OGM: les Canadiens sont favorables à l'étiquetage obligatoire

Les militants de Greenpeace manifestent périodiquement en faveur de l’étiquetage obligatoire des produits contenant des OGM.
Photo: Jacques Nadeau Les militants de Greenpeace manifestent périodiquement en faveur de l’étiquetage obligatoire des produits contenant des OGM.

Pour savoir s'ils en mangent ou pour les éviter, près de 9 Québécois sur 10 sont en faveur de l'étiquetage obligatoire des organismes génétiquement modifiés (OGM) présents dans l'alimentation. Une adhésion massive qualifiée hier par une coalition d'organismes consuméristes et environnementaux de «désaveux de la politique canadienne» en matière d'OGM, moins d'un mois après l'adoption des normes volontaires d'étiquetage par l'administration de Paul Martin.

Un nouveau sondage en main, Option Consommateurs, l'Union des consommateurs et Greenpeace estiment par ailleurs que le message envoyé par les consommateurs est désormais clair: «les OGM doivent devenir l'un des enjeux de la prochaine élection fédérale», ont-il martelé.

Dans les grandes lignes, le sondage commandé par la coalition à Léger Marketing révèle en effet que, des 1500 canadiens interrogés, 83 % d'entre eux aimeraient voir pousser sur les produits d'épicerie des étiquettes les informant de la présence ou non d'OGM. Une politique fédérale d'étiquetage obligatoire, plutôt que volontaire, qu'accueillent favorablement, avec une marge d'erreur de 2,6 % 19 fois sur 20, 91 % des Québécois soumis à la question entre le 20 et 24 avril dernier.

«Cela montre que la population n'est pas dupe et qu'elle comprend que la nouvelle norme [sur l'étiquetage] est bidon», a commenté Charles Tanguay, porte-parole de l'Union des consommateurs.

Rappelons que, le 15 avril dernier, Ottawa a adopté une norme volontaire d'étiquetage des aliments contenants des OGM. Cette norme tolère, entre autres, la présence de 5 % d'OGM dans un produit sans qu'il n'en soit fait mention sur l'étiquette. Une tolérance cinq fois supérieure à celle en vigueur en Europe, par exemple, que dénoncent en choeur les opposants aux transgènes... et qui pourrait bien à l'avenir mettre un peu de pression sur le gouvernement provincial, à en croire les résultats de ce sondage.
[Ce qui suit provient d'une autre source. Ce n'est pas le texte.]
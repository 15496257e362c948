use crate::error::VmError;

#[derive(Debug, Clone, Copy, PartialEq, Eq, Hash)]
pub enum Opcode {
    Add,
    Mul,
    Read,
    Write,
    JumpIfTrue,
    JumpIfFalse,
    LessThan,
    Equals,
    AdjustRelativeBase,
    Halt,
}

impl Opcode {
    /// Map the low two decimal digits of an instruction word. `ip` is only
    /// used to label the error.
    pub fn decode(code: i64, ip: usize) -> Result<Self, VmError> {
        Ok(match code {
            1 => Opcode::Add,
            2 => Opcode::Mul,
            3 => Opcode::Read,
            4 => Opcode::Write,
            5 => Opcode::JumpIfTrue,
            6 => Opcode::JumpIfFalse,
            7 => Opcode::LessThan,
            8 => Opcode::Equals,
            9 => Opcode::AdjustRelativeBase,
            99 => Opcode::Halt,
            _ => return Err(VmError::IllegalOpcode { opcode: code, ip }),
        })
    }

    pub fn code(self) -> i64 {
        match self {
            Opcode::Add => 1,
            Opcode::Mul => 2,
            Opcode::Read => 3,
            Opcode::Write => 4,
            Opcode::JumpIfTrue => 5,
            Opcode::JumpIfFalse => 6,
            Opcode::LessThan => 7,
            Opcode::Equals => 8,
            Opcode::AdjustRelativeBase => 9,
            Opcode::Halt => 99,
        }
    }
}

/// Per-parameter addressing mode.
#[derive(Debug, Clone, Copy, PartialEq, Eq, Hash)]
pub enum Mode {
    /// Operand is the address held in the parameter slot.
    Positional,
    /// Operand is the parameter slot's literal value.
    Immediate,
    /// Operand address is the slot value offset by the relative base.
    Relative,
}

impl Mode {
    pub fn decode(digit: i64, ip: usize) -> Result<Self, VmError> {
        match digit {
            0 => Ok(Mode::Positional),
            1 => Ok(Mode::Immediate),
            2 => Ok(Mode::Relative),
            _ => Err(VmError::IllegalMode { mode: digit, ip }),
        }
    }
}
À preuve. Si Ottawa ne change pas son fusil d'épaule, le gouvernement Charest devrait faire cavalier seul en imposant sa propre réglementation sur l'étiquetage obligatoire, pensent 87 % des 1003 personnes sondées par Léger Marketing. Cette politique distincte, une promesse largement exploitée par le Parti libéral du Québec lors de la dernière campagne électorale, séduit d'ailleurs — avec une marge d'erreur de 3,4 %, 19 fois sur 20 — davantage les femmes (62 %), les ménages avec un revenu annuel de 60 000 à 80 000$ (67 %) et les diplômés universitaires (63 %), indique le sondage.
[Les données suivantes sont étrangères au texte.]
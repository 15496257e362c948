//! Wiring several instances together.
//!
//! A [`Circuit`] is a fixed set of instances plus directed edges: every value
//! the source emits is supplied, in emission order, to the destination's
//! input queue. Edges may form a chain or a ring. The circuit is consumed by
//! [`Circuit::run_all`], so the wiring cannot change once instances start.

use crate::config::VmConfig;
use crate::error::{Result, VmError};
use crate::exec::Instance;
use crate::program::Program;
use tokio::task::JoinSet;

#[derive(Debug, Default)]
pub struct Circuit {
    nodes: Vec<Instance>,
    edges: Vec<(usize, usize)>,
    tap: Option<usize>,
}

impl Circuit {
    pub fn new() -> Self {
        Self::default()
    }

    /// Add an instance; returns its index.
    pub fn add(&mut self, instance: Instance) -> usize {
        self.nodes.push(instance);
        self.nodes.len() - 1
    }

    pub fn len(&self) -> usize {
        self.nodes.len()
    }

    pub fn is_empty(&self) -> bool {
        self.nodes.is_empty()
    }

    pub fn edges(&self) -> &[(usize, usize)] {
        &self.edges
    }

    pub fn instance(&self, index: usize) -> Result<&Instance> {
        self.nodes.get(index).ok_or(VmError::UnknownInstance(index))
    }

    /// Forward everything `from` emits into `to`'s input queue.
    pub fn connect(&mut self, from: usize, to: usize) -> Result<()> {
        let sink = self.instance(to)?.input();
        // The subscription lives as long as the source's output stream.
        let _ = self.instance(from)?.subscribe_output(move |v, _| sink.push(v));
        self.edges.push((from, to));
        Ok(())
    }

    /// Queue values on an instance before it starts.
    pub fn seed(&self, index: usize, values: &[i64]) -> Result<()> {
        self.instance(index)?.supply_input(values);
        Ok(())
    }

    /// Choose the instance whose last output is the circuit's result.
    /// Defaults to the last instance added.
    pub fn set_tap(&mut self, index: usize) -> Result<()> {
        self.instance(index)?;
        self.tap = Some(index);
        Ok(())
    }

    /// Run every instance concurrently until all are terminal and return
    /// them in index order.
    ///
    /// A halt does not stop the peers. On the first fatal error the
    /// remaining instances are aborted and that error is returned.
    pub async fn run_to_completion(self) -> Result<Vec<Instance>> {
        let count = self.nodes.len();
        tracing::debug!(instances = count, edges = self.edges.len(), "circuit start");

        let mut set = JoinSet::new();
        for (index, mut instance) in self.nodes.into_iter().enumerate() {
            set.spawn(async move {
                let result = instance.run().await;
                (index, instance, result)
            });
        }

        let mut done: Vec<Option<Instance>> = (0..count).map(|_| None).collect();
        let mut first_err: Option<VmError> = None;
        while let Some(joined) = set.join_next().await {
            match joined {
                Ok((index, instance, result)) => {
                    if let Err(e) = result {
                        tracing::warn!(
                            index,
                            label = instance.label(),
                            error = %e,
                            "circuit member failed"
                        );
                        if first_err.is_none() {
                            first_err = Some(e);
                            set.abort_all();
                        }
                    }
                    done[index] = Some(instance);
                }
                Err(join_err) if join_err.is_panic() => {
                    std::panic::resume_unwind(join_err.into_panic());
                }
                Err(_) => {
                    tracing::warn!("circuit member aborted");
                }
            }
        }

        if let Some(e) = first_err {
            return Err(e);
        }
        tracing::debug!(instances = count, "circuit complete");
        // slots are only left empty by abort_all, which implies first_err
        Ok(done.into_iter().flatten().collect())
    }

    /// Run to completion and return the tap instance's last output.
    pub async fn run_all(self) -> Result<i64> {
        if self.nodes.is_empty() {
            return Err(VmError::Config("circuit has no instances".into()));
        }
        let tap = self.tap.unwrap_or(self.nodes.len() - 1);
        let instances = self.run_to_completion().await?;
        instances[tap].last_output().ok_or(VmError::NoOutput(tap))
    }
}

// ── Amplifiers ───────────────────────────────────────────────────

/// How a bank of amplifiers is wired.
#[derive(Debug, Clone, Copy, PartialEq, Eq)]
pub enum Topology {
    /// `i -> i + 1`; the last amplifier's output leaves the circuit.
    Chain,
    /// `i -> (i + 1) mod n`; the last amplifier also feeds the first.
    Ring,
}

/// One amplifier per phase setting, each seeded with its phase, the first
/// also seeded with the initial signal 0. The tap is the last amplifier.
pub fn amplifiers(
    program: &Program,
    phases: &[i64],
    topology: Topology,
    config: &VmConfig,
) -> Result<Circuit> {
    let mut circuit = Circuit::new();
    for (i, &phase) in phases.iter().enumerate() {
        let label = format!("amp-{}", (b'A' + (i % 26) as u8) as char);
        let idx = circuit.add(Instance::new(program, config.clone()).with_label(label));
        circuit.seed(idx, &[phase])?;
    }
    let n = circuit.len();
    for i in 0..n.saturating_sub(1) {
        circuit.connect(i, i + 1)?;
    }
    if topology == Topology::Ring && n > 0 {
        circuit.connect(n - 1, 0)?;
    }
    if n > 0 {
        circuit.seed(0, &[0])?;
    }
    Ok(circuit)
}

/// Final signal of one phase assignment.
pub async fn amplify(program: &Program, phases: &[i64], topology: Topology) -> Result<i64> {
    amplifiers(program, phases, topology, &VmConfig::default())?
        .run_all()
        .await
}

/// Best signal over every ordering of `phases`, with the ordering that
/// produced it.
pub async fn max_signal(
    program: &Program,
    phases: &[i64],
    topology: Topology,
) -> Result<(i64, Vec<i64>)> {
    let mut best: Option<(i64, Vec<i64>)> = None;
    for order in permutations(phases) {
        let signal = amplify(program, &order, topology).await?;
        if best.as_ref().map_or(true, |(b, _)| signal > *b) {
            best = Some((signal, order));
        }
    }
    best.ok_or_else(|| VmError::Config("no phase settings".into()))
}

/// Every ordering of `items` (Heap's algorithm).
pub fn permutations(items: &[i64]) -> Vec<Vec<i64>> {
    let mut a = items.to_vec();
    let n = a.len();
    if n == 0 {
        return Vec::new();
    }
    let mut out = vec![a.clone()];
    let mut c = vec![0usize; n];
    let mut i = 1;
    while i < n {
        if c[i] < i {
            if i % 2 == 0 {
                a.swap(0, i);
            } else {
                a.swap(c[i], i);
            }
            out.push(a.clone());
            c[i] += 1;
            i = 1;
        } else {
            c[i] = 0;
            i += 1;
        }
    }
    out
}

#[cfg(test)]
mod tests {
    use super::*;
    use crate::config::ReportMode;
    use crate::exec::Status;
    use std::collections::BTreeSet;

    fn vm(text: &str) -> Instance {
        Instance::create(text, ReportMode::Output).unwrap()
    }

    // ── Wiring ──────────────────────────────────────────────────

    #[tokio::test]
    async fn chain_forwards_in_emission_order() {
        // emits 1, 2, 3
        let src = vm("104,1,104,2,104,3,99");
        // reads three values, echoes their sum
        let dst = vm("3,20,3,21,3,22,1,20,21,23,1,23,22,23,4,23,99");
        let mut c = Circuit::new();
        let a = c.add(src);
        let b = c.add(dst);
        c.connect(a, b).unwrap();
        assert_eq!(c.edges(), &[(0, 1)]);
        assert_eq!(c.run_all().await.unwrap(), 6);
    }

    #[tokio::test]
    async fn run_to_completion_returns_instances_in_order() {
        let mut c = Circuit::new();
        let a = c.add(vm("3,0,4,0,99").with_label("first"));
        let b = c.add(vm("3,0,1001,0,1,0,4,0,99").with_label("second"));
        c.connect(a, b).unwrap();
        c.seed(a, &[41]).unwrap();
        let done = c.run_to_completion().await.unwrap();
        assert_eq!(done[0].label(), "first");
        assert_eq!(done[1].label(), "second");
        assert!(done.iter().all(|i| i.status() == Status::Halted));
        assert_eq!(done[1].last_output(), Some(42));
    }

    #[tokio::test]
    async fn tap_selects_the_reported_instance() {
        let mut c = Circuit::new();
        let a = c.add(vm("104,7,99"));
        c.add(vm("104,8,99"));
        c.set_tap(a).unwrap();
        assert_eq!(c.run_all().await.unwrap(), 7);
    }

    #[tokio::test]
    async fn unknown_indices_are_rejected() {
        let mut c = Circuit::new();
        c.add(vm("99"));
        assert_eq!(c.connect(0, 3).unwrap_err(), VmError::UnknownInstance(3));
        assert_eq!(c.seed(5, &[1]).unwrap_err(), VmError::UnknownInstance(5));
        assert_eq!(c.set_tap(1).unwrap_err(), VmError::UnknownInstance(1));
    }

    #[tokio::test]
    async fn silent_tap_is_no_output() {
        let mut c = Circuit::new();
        c.add(vm("99"));
        assert_eq!(c.run_all().await.unwrap_err(), VmError::NoOutput(0));
    }

    #[tokio::test]
    async fn empty_circuit_is_a_config_error() {
        assert!(matches!(
            Circuit::new().run_all().await.unwrap_err(),
            VmError::Config(_)
        ));
    }

    #[tokio::test]
    async fn fatal_error_surfaces_and_aborts_blocked_peers() {
        let mut c = Circuit::new();
        // waits forever: nothing feeds it
        c.add(vm("3,0,99"));
        c.add(vm("42"));
        assert_eq!(
            c.run_all().await.unwrap_err(),
            VmError::IllegalOpcode { opcode: 42, ip: 0 }
        );
    }

    // ── Amplifiers ──────────────────────────────────────────────

    #[test]
    fn permutations_are_complete_and_distinct() {
        let all = permutations(&[0, 1, 2, 3, 4]);
        assert_eq!(all.len(), 120);
        let unique: BTreeSet<Vec<i64>> = all.iter().cloned().collect();
        assert_eq!(unique.len(), 120);
        assert_eq!(all[0], vec![0, 1, 2, 3, 4]);
        assert!(permutations(&[]).is_empty());
        assert_eq!(permutations(&[7]), vec![vec![7]]);
    }

    #[test]
    fn amplifier_wiring_shapes() {
        let p = Program::parse("99").unwrap();
        let chain = amplifiers(&p, &[1, 2, 3], Topology::Chain, &VmConfig::default()).unwrap();
        assert_eq!(chain.edges(), &[(0, 1), (1, 2)]);
        assert_eq!(chain.instance(0).unwrap().input().pending(), 2);
        assert_eq!(chain.instance(2).unwrap().label(), "amp-C");

        let ring = amplifiers(&p, &[1, 2, 3], Topology::Ring, &VmConfig::default()).unwrap();
        assert_eq!(ring.edges(), &[(0, 1), (1, 2), (2, 0)]);
    }
}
«C'est un signe que les gens sont de plus en plus conscientisés quant à la qualité des aliments qu'ils mettent dans leur assiette», a commenté hier la porte-parole du cabinet de la ministre de l'Agriculture, Françoise Gauthier, Paule Dallaire qui, à mots voilés reconnaît au passage que la promesse libérale se trouve actuellement en veilleuse. «Je ne suis pas prête à dire que la promesse a été faite trop vite, dit-elle. Mais nous avons découvert un problème d'arrimage avec les normes d'étiquetage pancanadiennes. Et puis, nous attendons le rapport de la commission parlementaire sur la sécurité alimentaire dont les conclusions devraient nous donner un bon profil, un bon portrait.»

L'étiquetage obligatoire, adopté dans plusieurs pays à ce jour, semble être au coeur des préoccupations des consommateurs d'ici et d'ailleurs. «Une quinzaine de sondages similaires ont été faits aux États-Unis, a commenté Michael Hansen, de l'organisme américain Consumers Union, présent à la conférence de presse. Et, chaque fois, de 80 à 90 % des personnes interrogées se prononcent pour l'étiquetage obligatoire des OGM.»

Et elles semblent collectivement faire fausse route, croit le scientifique Ariel Fenster de l'Organisation pour la science et la société de l'Université McGill. «L'opposition actuelle repose sur l'émotion plutôt que des données scientifiques, dit-il. Les groupes de pression ont décidé de faire peur aux consommateurs, même si scientifiquement cela ne s'argumente guère. Et c'est dommage, car, en s'acharnant sur les OGM, on perd de vue d'autres combats, sans doute plus importants et plus justifiés pour la santé, comme par exemple l'usage des antibiotiques dans les élevages!»